I believe the chromosome number is lost when you create the object "q" :

q <- ggplot_build(p)$data[[1]][, c("x", "count", 
        "fill")]

After this, the "q$x" is treated as the chromosome number but it isn't. To obtain the chromosome number, you can take it from:

(ggplot_build(p)$plot[[1]][,"chromosome"]

I would propose the following correction, but there might be an easier one.

if (scale_chr) {
      chrlen <- get_genome_annotation(data_type = "chr_size", 
                                      genome_build = genome_build)
      p <- ggplot(data, aes(x = chromosome, fill = location)) + 
        geom_bar() + xlab("Chromosome")
      cr <- data.frame(unique(ggplot_build(p)$plot[[1]][,"chromosome"][order(ggplot_build(p)$plot[[1]][,"chromosome"])]))
      cr$x <- 1:nrow(cr) 
      q <- ggplot_build(p)$data[[1]][, c("x", "count", 
                                         "fill")]
      q$x <- as.integer(q$x)
      q <- dplyr::full_join(q, cr)
      q$chromosome <- factor(q$chromosome, levels = c(1:23), labels = c(1:22, 
                                                      "X"))
      q$fill <- factor(q$fill, levels = c("#F8766D", "#00BA38", 
                                          "#619CFF"))
      chrlen$chrom <- gsub(pattern = "chr", replacement = "", 
                           x = chrlen$chrom)
      q <- merge(q, chrlen, by.x = "chromosome", by.y = "chrom")
      q[["count"]] <- 1e+06 * (q[["count"]]/q[["size"]])
      if (!fill) {
        ggplot(q, aes(x, y = count, fill = fill)) + 
          geom_bar(stat = "identity") + scale_fill_discrete(name = "location", 
                                                            labels = c("p", "pq", "q")) + labs(x = "Chromosome", 
                                                                                               y = "Normalized count (per Mb)")
      }
      else {
        ggplot(q, aes(x, y = count, fill = fill)) + 
          geom_bar(stat = "identity", position = "fill") + 
          scale_fill_discrete(name = "location", labels = c("p", 
                                                            "pq", "q")) + labs(x = "Chromosome", y = "Percentage")
      }
    }

In this same function, I also found that when plotting through

ggplot(q, aes(x, y = count, fill = fill)) + 
          geom_bar(stat = "identity") + scale_fill_discrete(name = "location", 
                                                            labels = c("p", "pq", "q")) + labs(x = "Chromosome", 
                                                                                               y = "Normalized count (per Mb)")

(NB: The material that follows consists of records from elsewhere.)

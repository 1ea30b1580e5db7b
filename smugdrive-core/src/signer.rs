use reqwest::Method;
use url::Url;

/// Authorizes an outgoing SmugMug request.
///
/// Implementations may append query parameters to `url` and may return a
/// value for the `Authorization` header. OAuth 1.0a signers built by an
/// interactive handshake plug in here; the two provided implementations
/// cover key-only access and a header obtained elsewhere.
pub trait RequestSigner: Send + Sync {
    fn sign(&self, method: &Method, url: &mut Url) -> Option<String>;
}

#[derive(Debug, Clone)]
pub struct ApiKeySigner {
    api_key: String,
}

impl ApiKeySigner {
    pub fn new(api_key: impl Into<String>) -> Self {
        Self {
            api_key: api_key.into(),
        }
    }
}

impl RequestSigner for ApiKeySigner {
    fn sign(&self, _method: &Method, url: &mut Url) -> Option<String> {
        url.query_pairs_mut().append_pair("APIKey", &self.api_key);
        None
    }
}

#[derive(Debug, Clone)]
pub struct StaticAuthorization {
    value: String,
}

impl StaticAuthorization {
    pub fn new(value: impl Into<String>) -> Self {
        Self {
            value: value.into(),
        }
    }
}

impl RequestSigner for StaticAuthorization {
    fn sign(&self, _method: &Method, _url: &mut Url) -> Option<String> {
        Some(self.value.clone())
    }
}

#[cfg(test)]
mod tests {
    use super::*;

    #[test]
    fn api_key_signer_appends_query_param() {
        let mut url = Url::parse("https://api.smugmug.com/api/v2!authuser?start=1").unwrap();
        let header = ApiKeySigner::new("k-123").sign(&Method::GET, &mut url);
        assert!(header.is_none());
        assert_eq!(url.query(), Some("start=1&APIKey=k-123"));
    }

    #[test]
    fn static_authorization_leaves_url_untouched() {
        let mut url = Url::parse("https://api.smugmug.com/api/v2!authuser").unwrap();
        let header = StaticAuthorization::new("OAuth abc").sign(&Method::GET, &mut url);
        assert_eq!(header.as_deref(), Some("OAuth abc"));
        assert_eq!(url.query(), None);
    }
}
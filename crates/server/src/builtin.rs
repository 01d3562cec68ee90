// SPDX-License-Identifier: BUSL-1.1
// Copyright (c) 2026 Alfred Jean LLC

//! Built-in services.

use async_trait::async_trait;
use bson::Document;
use tokio::time::Duration;

use crate::service::{ServiceError, SkynetService};

/// Replies with whatever it was sent. The `sleep` method delays first by
/// the `seconds` parameter, which makes it a convenient timeout probe.
pub struct EchoService {
    version: String,
    region: String,
}

impl EchoService {
    pub fn new(region: impl Into<String>) -> Self {
        Self { version: "1".to_string(), region: region.into() }
    }

    pub fn with_version(version: impl Into<String>, region: impl Into<String>) -> Self {
        Self { version: version.into(), region: region.into() }
    }
}

#[async_trait]
impl SkynetService for EchoService {
    fn service_name(&self) -> &str {
        "EchoService"
    }

    fn service_version(&self) -> &str {
        &self.version
    }

    fn service_region(&self) -> &str {
        &self.region
    }

    async fn dispatch(
        &self,
        method: &str,
        params: Document,
    ) -> Result<Option<Document>, ServiceError> {
        match method {
            "echo" => Ok(Some(params)),
            "sleep" => {
                let seconds = params
                    .get_f64("seconds")
                    .ok()
                    .or_else(|| params.get_i64("seconds").ok().map(|s| s as f64))
                    .unwrap_or(0.0);
                tokio::time::sleep(Duration::from_secs_f64(seconds.max(0.0))).await;
                Ok(Some(params))
            }
            other => Err(ServiceError::unknown_method(self.service_name(), other)),
        }
    }
}
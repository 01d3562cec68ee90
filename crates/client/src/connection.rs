// SPDX-License-Identifier: BUSL-1.1
// Copyright (c) 2026 Alfred Jean LLC

//! A single RPC connection: dial, handshake, sequenced invocation.

use std::time::Duration;

use bson::Document;
use tokio::net::TcpStream;
use tracing::debug;

use skynet_core::Endpoint;
use skynet_wire::{
    encode_payload, forward_method, read_message, write_message, ClientHandshake, ProtocolError,
    Request, RequestHeader, RequestInfo, Response, ResponseHeader, ServiceHandshake,
};

use crate::error::RpcError;

/// Dial and per-read timeouts for one connection.
#[derive(Debug, Clone)]
pub struct ConnectOptions {
    pub connect_timeout: Duration,
    /// Additional dial attempts after the first failure.
    pub retry_count: u32,
    pub retry_interval: Duration,
    /// Applies to every framed read on the connection.
    pub read_timeout: Duration,
}

impl Default for ConnectOptions {
    fn default() -> Self {
        Self {
            connect_timeout: Duration::from_secs(10),
            retry_count: 3,
            retry_interval: Duration::from_millis(500),
            read_timeout: Duration::from_secs(60),
        }
    }
}

/// One invocation's inputs.
pub struct CallRequest<'a> {
    pub request_id: &'a str,
    pub service: &'a str,
    pub method: &'a str,
    pub params: &'a Document,
    /// How many times this logical request has been retried already.
    pub retry_count: i32,
    /// Whether the caller declares the call safe to re-send after a
    /// failed read.
    pub idempotent: bool,
}

/// Which half of an invocation failed, for the retry policy.
#[derive(Debug, Clone, Copy, PartialEq, Eq)]
pub(crate) enum Phase {
    Write,
    Read,
}

#[derive(Debug)]
pub(crate) struct CallError {
    pub(crate) phase: Phase,
    pub(crate) error: RpcError,
}

impl CallError {
    fn write(error: impl Into<RpcError>) -> Self {
        Self { phase: Phase::Write, error: error.into() }
    }

    fn read(error: impl Into<RpcError>) -> Self {
        Self { phase: Phase::Read, error: error.into() }
    }
}

/// A handshaken TCP connection with its session state.
#[derive(Debug)]
pub struct Connection {
    stream: TcpStream,
    endpoint: Endpoint,
    clientid: String,
    seq: i64,
    read_timeout: Duration,
}

impl Connection {
    /// Dial with retries, then perform the Skynet handshake.
    pub async fn connect(endpoint: &Endpoint, opts: &ConnectOptions) -> Result<Self, RpcError> {
        let mut last_err: Option<std::io::Error> = None;
        for attempt in 0..=opts.retry_count {
            if attempt > 0 {
                tokio::time::sleep(opts.retry_interval).await;
            }
            let dial = TcpStream::connect((endpoint.host.as_str(), endpoint.port));
            match tokio::time::timeout(opts.connect_timeout, dial).await {
                Ok(Ok(stream)) => return Self::handshake(stream, endpoint, opts).await,
                Ok(Err(e)) => {
                    debug!(endpoint = %endpoint, attempt, error = %e, "dial failed");
                    last_err = Some(e);
                }
                Err(_) => {
                    debug!(endpoint = %endpoint, attempt, "dial timed out");
                    last_err = Some(std::io::Error::new(
                        std::io::ErrorKind::TimedOut,
                        "connect timed out",
                    ));
                }
            }
        }
        Err(RpcError::ConnectionFailure {
            endpoint: endpoint.clone(),
            source: last_err.unwrap_or_else(|| std::io::Error::other("no dial attempts made")),
        })
    }

    async fn handshake(
        mut stream: TcpStream,
        endpoint: &Endpoint,
        opts: &ConnectOptions,
    ) -> Result<Self, RpcError> {
        let _ = stream.set_nodelay(true);

        let hello: ServiceHandshake =
            read_framed(&mut stream, opts.read_timeout).await.map_err(|e| match e {
                RpcError::Protocol(p) => {
                    RpcError::Protocol(ProtocolError::Handshake(p.to_string()))
                }
                other => other,
            })?;
        if !hello.registered {
            return Err(RpcError::NotRegistered(endpoint.clone()));
        }

        write_message(&mut stream, &ClientHandshake { clientid: hello.clientid.clone() }).await?;

        debug!(endpoint = %endpoint, clientid = %hello.clientid, "connection established");
        Ok(Self {
            stream,
            endpoint: endpoint.clone(),
            clientid: hello.clientid,
            seq: 0,
            read_timeout: opts.read_timeout,
        })
    }

    pub fn endpoint(&self) -> &Endpoint {
        &self.endpoint
    }

    pub fn clientid(&self) -> &str {
        &self.clientid
    }

    pub fn seq(&self) -> i64 {
        self.seq
    }

    /// One-shot invocation without pool or retry policy. The `idempotent`
    /// flag is advisory here; retry decisions belong to the caller.
    pub async fn rpc_call(
        &mut self,
        request_id: &str,
        service: &str,
        method: &str,
        params: &Document,
        idempotent: bool,
    ) -> Result<Document, RpcError> {
        let request =
            CallRequest { request_id, service, method, params, retry_count: 0, idempotent };
        self.call(&request).await.map_err(|e| e.error)
    }

    /// Invoke one method. The sequence number only advances on success, so
    /// a failed connection is discarded rather than reused out of step.
    pub(crate) async fn call(&mut self, req: &CallRequest<'_>) -> Result<Document, CallError> {
        let header =
            RequestHeader { servicemethod: forward_method(req.service), seq: self.seq };
        let request = Request {
            clientid: self.clientid.clone(),
            params: encode_payload(req.params).map_err(CallError::write)?,
            method: req.method.to_string(),
            requestinfo: RequestInfo {
                requestid: req.request_id.to_string(),
                retrycount: req.retry_count,
                originaddress: String::new(),
            },
        };

        write_message(&mut self.stream, &header).await.map_err(CallError::write)?;
        write_message(&mut self.stream, &request).await.map_err(CallError::write)?;

        let response_header: ResponseHeader =
            read_framed(&mut self.stream, self.read_timeout).await.map_err(CallError::read)?;
        if response_header.seq != self.seq {
            return Err(CallError::read(ProtocolError::SequenceMismatch {
                expected: self.seq,
                got: response_header.seq,
            }));
        }
        if !response_header.error.is_empty() {
            return Err(CallError::read(RpcError::Skynet(response_header.error)));
        }

        let response: Response =
            read_framed(&mut self.stream, self.read_timeout).await.map_err(CallError::read)?;
        if !response.error.is_empty() {
            return Err(CallError::read(RpcError::Service(response.error)));
        }

        self.seq += 1;
        response.decode_out().map_err(CallError::read)
    }
}

async fn read_framed<T>(stream: &mut TcpStream, timeout: Duration) -> Result<T, RpcError>
where
    T: serde::de::DeserializeOwned,
{
    match tokio::time::timeout(timeout, read_message(stream)).await {
        Ok(Ok(message)) => Ok(message),
        Ok(Err(e)) => Err(e.into()),
        Err(_) => Err(RpcError::ReadTimeout(timeout)),
    }
}

#[cfg(test)]
#[path = "connection_tests.rs"]
mod tests;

The labels are static. In my data set there is no "pq", however, since the labels are always labels = c("p", "pq", "q") it will plot my barplot with labels "p" and "pq" instead of the real value that should be "p" and "q".

I am not sure how could I change that.

These problems disappear when you run the function without scale_chr = T.

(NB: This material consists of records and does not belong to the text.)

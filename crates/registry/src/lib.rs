// SPDX-License-Identifier: BUSL-1.1
// Copyright (c) 2026 Alfred Jean LLC

// Allow panic!/unwrap/expect in test code
#![cfg_attr(test, allow(clippy::panic))]
#![cfg_attr(test, allow(clippy::unwrap_used))]
#![cfg_attr(test, allow(clippy::expect_used))]

//! skynet-registry: a replicated, watched view of which
//! {service, version, region} tuples are running at which endpoints.
//!
//! Built on the watched store cache: instance-record events flow in as
//! callbacks and come out as a locality-ranked endpoint lookup.

mod index;
mod registry;
mod score;

pub use index::ScoreGroup;
pub use registry::{RegistryError, RegistryLayout, ServiceRegistry, ServiceUnavailable};
pub use score::locality_score;
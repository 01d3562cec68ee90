// SPDX-License-Identifier: BUSL-1.1
// Copyright (c) 2026 Alfred Jean LLC

//! Skynet wire protocol: framed BSON documents over TCP.
//!
//! Framing: each document's 4-byte little-endian length prefix (which BSON
//! defines as including itself) is the frame header; the receiver reads the
//! prefix, then exactly the remaining bytes, then parses.

// Allow panic!/unwrap/expect in test code
#![cfg_attr(test, allow(clippy::panic))]
#![cfg_attr(test, allow(clippy::unwrap_used))]
#![cfg_attr(test, allow(clippy::expect_used))]

mod frame;
mod messages;

pub use frame::{read_document, read_message, write_document, write_message, MAX_FRAME_LEN};
pub use frame::ProtocolError;
pub use messages::{
    encode_payload, forward_method, service_from_method, ClientHandshake, Request, RequestHeader,
    RequestInfo, Response, ResponseHeader, ServiceHandshake, FORWARD_SUFFIX,
};
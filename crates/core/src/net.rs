// SPDX-License-Identifier: BUSL-1.1
// Copyright (c) 2026 Alfred Jean LLC

//! Local address detection.

use std::net::{Ipv4Addr, SocketAddr, UdpSocket};

use tracing::debug;

/// Detect the IPv4 address other hosts would see this process on.
///
/// Uses an outbound-UDP probe: connecting a UDP socket to a public address
/// selects the outbound interface without sending any packets. Falls back
/// to loopback when the host has no route (offline machines, containers
/// without external networking).
pub fn local_ipv4() -> Ipv4Addr {
    match probe() {
        Some(ip) => ip,
        None => {
            debug!("outbound-UDP probe failed, falling back to 127.0.0.1");
            Ipv4Addr::LOCALHOST
        }
    }
}

fn probe() -> Option<Ipv4Addr> {
    let socket = UdpSocket::bind(("0.0.0.0", 0)).ok()?;
    socket.connect(("8.8.8.8", 53)).ok()?;
    match socket.local_addr().ok()? {
        SocketAddr::V4(addr) => Some(*addr.ip()),
        SocketAddr::V6(_) => None,
    }
}
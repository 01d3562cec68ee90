// SPDX-License-Identifier: BUSL-1.1
// Copyright (c) 2026 Alfred Jean LLC

//! `skynet call` - invoke a method on a remote service.

use anyhow::{bail, Context, Result};
use bson::Document;

use skynet_client::{ConnectOptions, ConnectionPool, PoolOptions, ServiceClient};
use skynet_core::Config;

pub struct CallArgs {
    pub config: Config,
    pub service: String,
    pub method: String,
    pub params: Option<String>,
    pub version: String,
    pub region: Option<String>,
    pub idempotent: bool,
}

pub async fn run(args: CallArgs) -> Result<()> {
    let registry = super::open_registry(&args.config).await?;
    let pool = ConnectionPool::new(PoolOptions::from_settings(
        &args.config.registry.pool,
        ConnectOptions::default(),
    ));
    let region = args.region.unwrap_or_else(|| args.config.region.clone());

    let params = parse_params(args.params.as_deref())?;
    let client = ServiceClient::new(registry, pool, args.service, args.version, region);
    let reply = if args.idempotent {
        client.call_idempotent(&args.method, &params).await?
    } else {
        client.call(&args.method, &params).await?
    };

    println!("{}", reply);
    Ok(())
}

fn parse_params(text: Option<&str>) -> Result<Document> {
    let Some(text) = text else {
        return Ok(Document::new());
    };
    let json: serde_json::Value =
        serde_json::from_str(text).context("parameters must be a JSON object")?;
    if !json.is_object() {
        bail!("parameters must be a JSON object, got: {}", json);
    }
    bson::to_document(&json).context("converting parameters to BSON")
}
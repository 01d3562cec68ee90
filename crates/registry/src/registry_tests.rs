// SPDX-License-Identifier: BUSL-1.1
// Copyright (c) 2026 Alfred Jean LLC

use std::sync::atomic::{AtomicUsize, Ordering};
use std::sync::Arc;
use std::time::Duration;

use skynet_store::MemoryStore;

use super::*;

const LOCAL: &str = "192.168.11.0";

async fn open_registry(store: &MemoryStore) -> ServiceRegistry {
    ServiceRegistry::open(Arc::new(store.clone()), LOCAL.parse().unwrap(), RegistryLayout::Instances)
        .await
        .unwrap()
}

/// Poll until `check` passes or two seconds elapse.
async fn wait_for(what: &str, mut check: impl FnMut() -> bool) {
    for _ in 0..200 {
        if check() {
            return;
        }
        tokio::time::sleep(Duration::from_millis(10)).await;
    }
    panic!("timed out waiting for {what}");
}

#[tokio::test]
async fn register_makes_endpoint_visible() {
    let store = MemoryStore::new();
    let registry = open_registry(&store).await;

    registry.register("EchoService", "1", "Test", "127.0.0.1", 2000).await.unwrap();

    wait_for("endpoint indexed", || registry.servers_for("EchoService", "1", "Test").is_ok())
        .await;
    let servers = registry.servers_for("EchoService", "1", "Test").unwrap();
    assert_eq!(servers, vec![Endpoint::new("127.0.0.1", 2000)]);
}

#[tokio::test]
async fn endpoints_group_by_descending_locality() {
    let store = MemoryStore::new();
    let registry = open_registry(&store).await;

    for host in ["192.168.11.0", "192.168.11.10", "192.168.10.0", "192.5.10.0", "10.0.11.0"] {
        registry.register("Svc", "1", "R", host, 7000).await.unwrap();
    }

    let key = ServiceKey::new("Svc", "1", "R");
    wait_for("all five indexed", || {
        registry.groups(&key).iter().map(|g| g.endpoints.len()).sum::<usize>() == 5
    })
    .await;

    let groups = registry.groups(&key);
    let scores: Vec<u8> = groups.iter().map(|g| g.score).collect();
    assert_eq!(scores, vec![4, 3, 2, 1, 0]);

    // servers_for returns only the best group.
    let best = registry.servers_for("Svc", "1", "R").unwrap();
    assert_eq!(best, vec![Endpoint::new("192.168.11.0", 7000)]);
}

#[tokio::test]
async fn reregistration_is_idempotent() {
    let store = MemoryStore::new();
    let registry = open_registry(&store).await;

    registry.register("Svc", "1", "R", "10.0.0.1", 9000).await.unwrap();
    registry.register("Svc", "1", "R", "10.0.0.1", 9000).await.unwrap();

    let key = ServiceKey::new("Svc", "1", "R");
    wait_for("indexed", || !registry.groups(&key).is_empty()).await;
    tokio::time::sleep(Duration::from_millis(50)).await;

    let groups = registry.groups(&key);
    assert_eq!(groups.len(), 1);
    assert_eq!(groups[0].endpoints, vec![Endpoint::new("10.0.0.1", 9000)]);
}

#[tokio::test]
async fn wildcard_version_resolves_to_highest_integer() {
    let store = MemoryStore::new();
    let registry = open_registry(&store).await;

    registry.register("Svc", "1", "R", "10.0.0.1", 9001).await.unwrap();
    registry.register("Svc", "3", "R", "10.0.0.1", 9003).await.unwrap();
    registry.register("Svc", "2", "R", "10.0.0.1", 9002).await.unwrap();

    wait_for("three versions indexed", || registry.key_count() == 3).await;

    let servers = registry.servers_for("Svc", "*", "R").unwrap();
    assert_eq!(servers, vec![Endpoint::new("10.0.0.1", 9003)]);
}

#[tokio::test]
async fn missing_service_reports_unavailable_with_details() {
    let store = MemoryStore::new();
    let registry = open_registry(&store).await;

    let err = registry.servers_for("SomeService", "*", "Test").unwrap_err();
    let message = err.to_string();
    assert!(message.contains("SomeService"), "{message}");
    assert!(message.contains("*"), "{message}");
    assert!(message.contains("Test"), "{message}");

    let err = registry.servers_for("SomeService", "2", "Test").unwrap_err();
    assert!(err.to_string().contains("2"));
}

#[tokio::test]
async fn deregister_removes_endpoint_before_returning() {
    let store = MemoryStore::new();
    let registry = open_registry(&store).await;

    registry.register("Svc", "1", "R", "10.0.0.1", 9000).await.unwrap();
    wait_for("indexed", || registry.servers_for("Svc", "1", "R").is_ok()).await;

    registry.deregister("Svc", "1", "R", "10.0.0.1", 9000).await.unwrap();

    // Synchronous local removal: no watch round-trip needed.
    assert!(registry.servers_for("Svc", "1", "R").is_err());
}

#[tokio::test]
async fn removing_last_endpoint_removes_the_key() {
    let store = MemoryStore::new();
    let registry = open_registry(&store).await;

    registry.register("Svc", "1", "R", "10.0.0.1", 9000).await.unwrap();
    wait_for("indexed", || registry.key_count() == 1).await;

    registry.deregister("Svc", "1", "R", "10.0.0.1", 9000).await.unwrap();
    assert_eq!(registry.key_count(), 0);
}

#[tokio::test]
async fn consumer_observes_remote_registration_and_expiry() {
    let store = MemoryStore::new();
    let producer = open_registry(&store).await;
    let producer_session = store.session_ids()[0];
    let consumer = open_registry(&store).await;

    let removed = Arc::new(AtomicUsize::new(0));
    producer.register("Svc", "1", "R", "10.0.0.9", 9000).await.unwrap();

    wait_for("consumer sees endpoint", || consumer.servers_for("Svc", "1", "R").is_ok()).await;

    let counter = Arc::clone(&removed);
    consumer.on_server_removed(&Endpoint::new("10.0.0.9", 9000), move || {
        counter.fetch_add(1, Ordering::SeqCst);
    });

    // The producer's session dies; its ephemeral record goes with it.
    store.expire(producer_session);

    wait_for("consumer drops endpoint", || consumer.servers_for("Svc", "1", "R").is_err()).await;
    wait_for("removal callback fired", || removed.load(Ordering::SeqCst) == 1).await;

    // One-shot: callbacks are cleared after firing.
    assert_eq!(removed.load(Ordering::SeqCst), 1);
}

#[tokio::test]
async fn graceful_deregister_does_not_fire_removal_callbacks() {
    let store = MemoryStore::new();
    let registry = open_registry(&store).await;

    registry.register("Svc", "1", "R", "10.0.0.1", 9000).await.unwrap();
    wait_for("indexed", || registry.servers_for("Svc", "1", "R").is_ok()).await;

    let removed = Arc::new(AtomicUsize::new(0));
    let counter = Arc::clone(&removed);
    registry.on_server_removed(&Endpoint::new("10.0.0.1", 9000), move || {
        counter.fetch_add(1, Ordering::SeqCst);
    });

    registry.deregister("Svc", "1", "R", "10.0.0.1", 9000).await.unwrap();
    tokio::time::sleep(Duration::from_millis(100)).await;
    assert_eq!(removed.load(Ordering::SeqCst), 0);
}

#[tokio::test]
async fn server_for_picks_within_the_best_group() {
    let store = MemoryStore::new();
    let registry = open_registry(&store).await;

    registry.register("Svc", "1", "R", "192.168.11.0", 8001).await.unwrap();
    registry.register("Svc", "1", "R", "192.168.11.0", 8002).await.unwrap();
    registry.register("Svc", "1", "R", "10.9.9.9", 8003).await.unwrap();

    let key = ServiceKey::new("Svc", "1", "R");
    wait_for("all indexed", || {
        registry.groups(&key).iter().map(|g| g.endpoints.len()).sum::<usize>() == 3
    })
    .await;

    for _ in 0..50 {
        let picked = registry.server_for("Svc", "1", "R").unwrap();
        assert_eq!(picked.host, "192.168.11.0", "low-score endpoint must never be picked");
    }
}

#[tokio::test]
async fn services_layout_roundtrip() {
    let store = MemoryStore::new();
    let registry = ServiceRegistry::open(
        Arc::new(store.clone()),
        LOCAL.parse().unwrap(),
        RegistryLayout::Services,
    )
    .await
    .unwrap();

    registry.register("Blob", "2", "R", "10.1.0.1", 4000).await.unwrap();
    wait_for("blob indexed", || registry.servers_for("Blob", "2", "R").is_ok()).await;
    assert_eq!(
        registry.servers_for("Blob", "2", "R").unwrap(),
        vec![Endpoint::new("10.1.0.1", 4000)]
    );

    registry.deregister("Blob", "2", "R", "10.1.0.1", 4000).await.unwrap();
    assert!(registry.servers_for("Blob", "2", "R").is_err());
}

ShixiangWang commented 2 years ago

@jrcodina96 Thanks for reporting, I will take a look

ShixiangWang commented 2 years ago

@jrcodina96 Please install the latest version from GitHub and retry.

The example code shows this bug shall be fixed.

library(sigminer)

load(system.file("extdata", "toy_copynumber.RData",
                 package = "sigminer", mustWork = TRUE
))
cn2 = cn
cn2@annotation = cn2@annotation[!endsWith(cn2@annotation$location, "pq")]
# Plot distribution
show_cn_distribution(cn2, mode = "cd", scale_chr = FALSE)

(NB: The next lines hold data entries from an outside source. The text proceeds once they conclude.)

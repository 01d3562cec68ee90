// SPDX-License-Identifier: BUSL-1.1
// Copyright (c) 2026 Alfred Jean LLC

//! The service contract.
//!
//! A service is an explicit object: it names itself and resolves its own
//! methods. Registration is a call on the server, never a side effect of
//! defining a type.

use async_trait::async_trait;
use bson::Document;
use thiserror::Error;

/// A handler failure, shipped to the caller as an exception reply.
#[derive(Debug, Error)]
#[error("{message}")]
pub struct ServiceError {
    /// Exception class name as the caller sees it.
    pub class: String,
    pub message: String,
    pub backtrace: Vec<String>,
}

impl ServiceError {
    pub fn new(message: impl Into<String>) -> Self {
        Self::with_class("ServiceError", message)
    }

    pub fn with_class(class: impl Into<String>, message: impl Into<String>) -> Self {
        Self { class: class.into(), message: message.into(), backtrace: Vec::new() }
    }

    /// The conventional failure for a method the service does not expose.
    pub fn unknown_method(service: &str, method: &str) -> Self {
        Self::with_class(
            "NoMethodError",
            format!("undefined method {:?} for service {:?}", method, service),
        )
    }
}

/// A named, versioned, regioned handler set reachable by RPC.
///
/// `dispatch` may itself make RPC calls; each connection handler runs on
/// its own task. Returning `Ok(None)` tells the server to close the
/// caller's connection after this request.
#[async_trait]
pub trait SkynetService: Send + Sync {
    fn service_name(&self) -> &str;

    fn service_version(&self) -> &str;

    fn service_region(&self) -> &str;

    async fn dispatch(
        &self,
        method: &str,
        params: Document,
    ) -> Result<Option<Document>, ServiceError>;
}

/// Check the parts of the contract the type system cannot: names must be
/// non-empty and survive embedding in a `servicemethod` and a store path.
pub(crate) fn validate(service: &dyn SkynetService) -> Result<(), String> {
    let name = service.service_name();
    if name.is_empty() {
        return Err("service name is empty".to_string());
    }
    if name.contains('.') || name.contains('/') {
        return Err(format!("service name {:?} contains a reserved character", name));
    }
    if service.service_version().is_empty() {
        return Err(format!("service {:?} has an empty version", name));
    }
    if service.service_region().is_empty() {
        return Err(format!("service {:?} has an empty region", name));
    }
    Ok(())
}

show_cn_distribution(cn2, mode = "cd")
show_cn_distribution(cn2, mode = "cd", fill = TRUE)

# It shall work for three types
show_cn_distribution(cn, mode = "cd")
show_cn_distribution(cn, mode = "cd", fill = TRUE)

# Also should work for just one type
cn3 = cn
cn3@annotation = cn3@annotation[endsWith(cn3@annotation$location, "p")]

show_cn_distribution(cn3, mode = "cd")
show_cn_distribution(cn3, mode = "cd", fill = TRUE)
jrcodina commented 2 years ago

This fixes the bug. I have tried your example and my dataset and works fine with both. Thank you!

ShixiangWang commented 2 years ago

@jrcodina96 Great, thanks to your report and contribution on this issue.